The dispute in the main proceedings and the questions referred for a preliminary ruling
· Glencore is an undertaking subject to VAT operating in the grain trade. It lodged an application for a refund with the tax authority for overpaid VAT in the amount of HUF 4 485 975 000 (Hungarian forint) (approximately EUR 12.4 million) in respect of input VAT paid in September 2011.
· Following that application and prior to the refund claimed, the tax authority initiated an investigation procedure concerning the legality of the claim. In connection with that investigation, the tax authority sent Glencore numerous requests for data disclosure and imposed three fines on the ground of delay in responding to some of its requests, since the delay in its replies was, according to that authority, found to have obstructed the conduct of the investigation.
· On 13 November 2013, the tax authority paid Glencore HUF 1 858 301 000 (approximately EUR 5.9 million) as a partial refund of the overpaid VAT. Glencore requested that authority to pay it HUF 411 910 990 (approximately EUR 1.3 million) as default interest for the period from 4 December 2011, the date on which, according to Glencore, the period for refunding the overpaid VAT expired, to 13 November 2013.

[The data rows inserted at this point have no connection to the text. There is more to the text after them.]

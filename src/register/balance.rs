//! Running balance
//!
//! The cumulative net of every movement dated up to and including a reference
//! date. Independent of display filters: it always reflects the true
//! historical balance of the register.

use chrono::NaiveDate;

use crate::models::{Money, Movement};

/// Sum of signed amounts over a historical window.
///
/// The caller supplies the full history up to the reference date; movements
/// dated after it are ignored so a partially over-fetched window cannot leak
/// into the balance.
pub fn running_balance(history: &[Movement], as_of: NaiveDate) -> Money {
    history
        .iter()
        .filter(|m| m.date <= as_of)
        .map(Movement::signed_amount)
        .sum()
}

/// The balance as held by the view controller.
///
/// A failed historical fetch must read as "unknown", never as zero: zero is a
/// valid real balance and the two must not be conflated.
#[derive(Debug, Clone, Copy, PartialEq, Eq, Default)]
pub enum BalanceState {
    /// No fetch has completed yet, or the last one failed
    #[default]
    Unknown,
    /// Balance as of the last successful fetch
    Known(Money),
}

impl BalanceState {
    /// The balance, if known
    pub fn value(&self) -> Option<Money> {
        match self {
            Self::Known(balance) => Some(*balance),
            Self::Unknown => None,
        }
    }
}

· The tax authority rejected the request on the ground that Glencore was fined for obstruction of the investigation of the legality of the claim for a refund and that, consequently, under the applicable Hungarian legislation, the period for a refund of the overpaid VAT and, if applicable, any default interest were to be calculated from the date of the delivery of the formal report containing the findings of the investigation. Accordingly, that authority took the view that there had not been any late payment and, since it was as a result of failure to disclose the data requested that the conduct of the investigation and the refund of overpaid VAT had been obstructed, Glencore was not entitled to default interest.
· On 5 November 2015, Glencore brought an action before the Fővárosi Közigazgatási és Munkaügyi Bíróság (Administrative and Labour Court, Budapest, Hungary) challenging the decision of the tax authority refusing its application.
· Glencore submitted before that court that the Hungarian legislation, under which the payment of default interest is calculated from the delivery of the formal report closing the investigation procedure relating to the refund of overpaid VAT, is contrary to EU law, in particular, to the principles of proportionality, legal certainty and fiscal neutrality. According to Glencore, the investigation procedure at issue in the main proceedings took more than two years for reasons which were not connected with the late disclosure of the documents requested, but principally with the actions of the tax authority. In addition, the tax authority compelled Glencore to disclose to it a large quantity of data within the first two weeks of that investigation procedure and, upon each request, gave it only three working days in which to disclose the data. According to Glencore, the tax authority should have refunded the VAT claimed within the 45 day period laid down in Article 37 of the Code of fiscal procedure for claims exceeding HUF 500 000 (approximately EUR 1 600). Failing such a refund, that authority was required to pay it default interest. The principle of fiscal neutrality requires that a taxable person may obtain a refund of overpaid VAT within a reasonable period and that the time of that refund cannot be influenced by procedural acts of a tax authority.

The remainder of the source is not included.